Cada
uno tenemos nuestras razones para actuar de una u otra forma. A veces, ni
siquiera nosotros las entendemos, otras las negamos y alguna más las
confundimos. Pero de cualquier modo, son las nuestras, conscientes o no.
Es
difícil entender la vida de otro. Nos empeñamos en ello e incluso en “vivir” de
alguna forma las vidas ajenas conociendo sus detalles; pareciese que fuera un
modo de salvar la nuestra. Sobre todo si comprobamos que no sólo a nosotros nos
suceden desgracias, si vemos que los demás también lloran y nuestros problemas
no son únicos.
En
realidad, salvo en casos muy particulares, todos vivimos situaciones similares.

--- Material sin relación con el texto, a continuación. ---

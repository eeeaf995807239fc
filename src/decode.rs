use enough::Stop;

use crate::error::CodecError;
use crate::format::FormatDescriptor;
use crate::library::Flags;
use crate::limits::Limits;
use crate::metadata::Metadata;
use crate::pixel::PixelBuffer;
use crate::request::Request;
use crate::session::BitmapSession;

/// Decoded pixels plus the metadata found alongside them.
#[derive(Clone, Debug, PartialEq)]
pub struct DecodedImage {
    pub pixels: PixelBuffer,
    pub meta: Metadata,
}

impl DecodedImage {
    pub fn width(&self) -> u32 {
        self.pixels.width()
    }

    pub fn height(&self) -> u32 {
        self.pixels.height()
    }
}

/// Decodes requests with one native format.
///
/// Every call opens its own [`BitmapSession`], which is closed before the
/// call returns on every path.
#[derive(Clone, Debug)]
pub struct Reader<'a> {
    descriptor: &'a FormatDescriptor,
    flags: Flags,
    limits: Option<&'a Limits>,
}

impl<'a> Reader<'a> {
    pub(crate) fn new(descriptor: &'a FormatDescriptor) -> Self {
        Self {
            descriptor,
            flags: Flags::default(),
            limits: None,
        }
    }

    /// Native load flags, forwarded verbatim.
    pub fn with_flags(mut self, flags: Flags) -> Self {
        self.flags = flags;
        self
    }

    pub fn with_limits(mut self, limits: &'a Limits) -> Self {
        self.limits = Some(limits);
        self
    }

    pub fn descriptor(&self) -> &'a FormatDescriptor {
        self.descriptor
    }

    /// Decode the request's bytes to pixels and metadata.
    pub fn read_pixels(
        &self,
        request: &Request,
        stop: impl Stop,
    ) -> Result<DecodedImage, CodecError> {
        let mut session = self.load(request, &stop)?;
        let pixels = session.read_image_data()?;
        let meta = session.read_meta_data()?;
        session.close();
        Ok(DecodedImage { pixels, meta })
    }

    /// Read only the metadata.
    ///
    /// Still performs a full decode; loading header-only is a possible
    /// optimization the native call path does not use yet.
    pub fn read_info(&self, request: &Request, stop: impl Stop) -> Result<Metadata, CodecError> {
        let mut session = self.load(request, &stop)?;
        let meta = session.read_meta_data()?;
        session.close();
        Ok(meta)
    }

    fn load(&self, request: &Request, stop: &dyn Stop) -> Result<BitmapSession<'a>, CodecError> {
        let data = request.get_bytes()?;
        stop.check()?;
        let mut session = BitmapSession::open(
            self.descriptor.library(),
            request.name(),
            self.descriptor.format_id(),
            self.flags,
        )?;
        session.load_from_bytes(data)?;
        if let Some(limits) = self.limits {
            let info = session.info()?;
            limits.check_bitmap(info.width, info.height, info.layout)?;
        }
        stop.check()?;
        Ok(session)
    }
}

Cambia el contexto, los objetos que nos rodena e incluso las personas que nos
acompañan, pero a todos nos gusta lo mismo básicamente. Que nos quieran, que
nos cuiden, que seamos capaces de demostrar lo que valemos, que nos den o que
sepamos ganar oportunidades y que la salud nos acompañe para disfrutar con
aquello que nos hace felices.
Más básico de lo que creemos, más simple, más
sencillo.
En
realidad, nos diferenciamos en poco y estamos más cerca los unos de los otros
de lo que creemos.
Por
eso la envidia por los demás es estúpida. Cuántas veces he añorado para mi,
situaciones de personas cercanas que me parecían envidiables y la vida me ha
demostrado después que el camino es largo y todo puede variar en un momento.

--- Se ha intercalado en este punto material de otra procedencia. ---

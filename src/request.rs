//! The per-operation request object.

use alloc::string::String;
use alloc::vec::Vec;
use core::cell::OnceCell;
use std::path::Path;

use crate::error::CodecError;
use crate::library::{FormatId, Mode, ResolveHint};

/// What kind of data the caller expects a request to produce or consume.
#[non_exhaustive]
#[derive(Clone, Copy, Debug, PartialEq, Eq, Hash)]
pub enum Expect {
    /// A single 2D image.
    Image,
    /// A sequence of 2D images.
    MultiImage,
    /// A single volume.
    Volume,
    /// A sequence of volumes.
    MultiVolume,
    /// Something that is not image data at all.
    NonImage,
}

/// One read or write operation.
///
/// Carries the target name (for extension hints), the declared expectation,
/// the encoded input and output bytes, and a per-mode memo of the resolved
/// native format so that every descriptor asked about this request shares a
/// single native resolution.
#[derive(Debug)]
pub struct Request {
    name: String,
    expect: Option<Expect>,
    input: Option<Vec<u8>>,
    output: Option<Vec<u8>>,
    resolved_read: OnceCell<Option<FormatId>>,
    resolved_write: OnceCell<Option<FormatId>>,
}

impl Request {
    fn new(name: impl Into<String>, input: Option<Vec<u8>>) -> Self {
        Self {
            name: name.into(),
            expect: None,
            input,
            output: None,
            resolved_read: OnceCell::new(),
            resolved_write: OnceCell::new(),
        }
    }

    /// A read request over in-memory bytes. `name` supplies the extension hint.
    pub fn from_bytes(name: impl Into<String>, bytes: Vec<u8>) -> Self {
        Self::new(name, Some(bytes))
    }

    /// A read request over a file, read eagerly.
    pub fn from_path(path: impl AsRef<Path>) -> Result<Self, CodecError> {
        let path = path.as_ref();
        let bytes = std::fs::read(path)?;
        Ok(Self::new(path.to_string_lossy(), Some(bytes)))
    }

    /// A write request targeting `name`. Encoded output is stored on the request.
    pub fn for_write(name: impl Into<String>) -> Self {
        Self::new(name, None)
    }

    pub fn with_expect(mut self, expect: Expect) -> Self {
        self.expect = Some(expect);
        self
    }

    pub fn name(&self) -> &str {
        &self.name
    }

    pub fn expect(&self) -> Option<Expect> {
        self.expect
    }

    /// Whether the declared expectation admits plain or multi-frame images.
    pub fn expects_images(&self) -> bool {
        matches!(self.expect, None | Some(Expect::Image) | Some(Expect::MultiImage))
    }

    /// Encoded input bytes.
    pub fn get_bytes(&self) -> Result<&[u8], CodecError> {
        self.input.as_deref().ok_or(CodecError::NoInput)
    }

    /// Store encoded output bytes.
    pub fn set_bytes(&mut self, bytes: Vec<u8>) {
        self.output = Some(bytes);
    }

    pub fn output(&self) -> Option<&[u8]> {
        self.output.as_deref()
    }

    pub fn take_output(&mut self) -> Option<Vec<u8>> {
        self.output.take()
    }

    /// Write the encoded output to `path`.
    pub fn write_output_to(&self, path: impl AsRef<Path>) -> Result<(), CodecError> {
        let bytes = self.output.as_deref().ok_or(CodecError::NoOutput)?;
        std::fs::write(path, bytes)?;
        Ok(())
    }

    /// The memoized resolution for `mode`, if one has happened.
    pub fn resolved(&self, mode: Mode) -> Option<Option<FormatId>> {
        self.slot(mode).get().copied()
    }

    /// Resolve once per mode; later calls reuse the first answer.
    pub(crate) fn resolve_with(
        &self,
        mode: Mode,
        resolve: impl FnOnce(&ResolveHint<'_>) -> Option<FormatId>,
    ) -> Option<FormatId> {
        *self.slot(mode).get_or_init(|| {
            let hint = ResolveHint {
                name: &self.name,
                // Content sniffing only makes sense for data we are about to read.
                content: match mode {
                    Mode::Read => self.input.as_deref(),
                    Mode::Write => None,
                },
            };
            resolve(&hint)
        })
    }

    fn slot(&self, mode: Mode) -> &OnceCell<Option<FormatId>> {
        match mode {
            Mode::Read => &self.resolved_read,
            Mode::Write => &self.resolved_write,
        }
    }
}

Que nadie es feliz siempre ni para siempre, que las personas cambiamos y que
todo lo que comienza, termina.
No
es ni malo ni bueno. Es una ley que se cumple inexorablemente. El cambio, la
marcha, el declive, la felicidad en momentos congelados, la vida vibrando al
unísono del tiempo que se escapa a cada instante.
Este
es el momento, hoy, ahora. Lo vivido también sirve.
Lo
que vendrá, nos seguirá sirviendo. Estoy segura, hasta el último instante de
vida.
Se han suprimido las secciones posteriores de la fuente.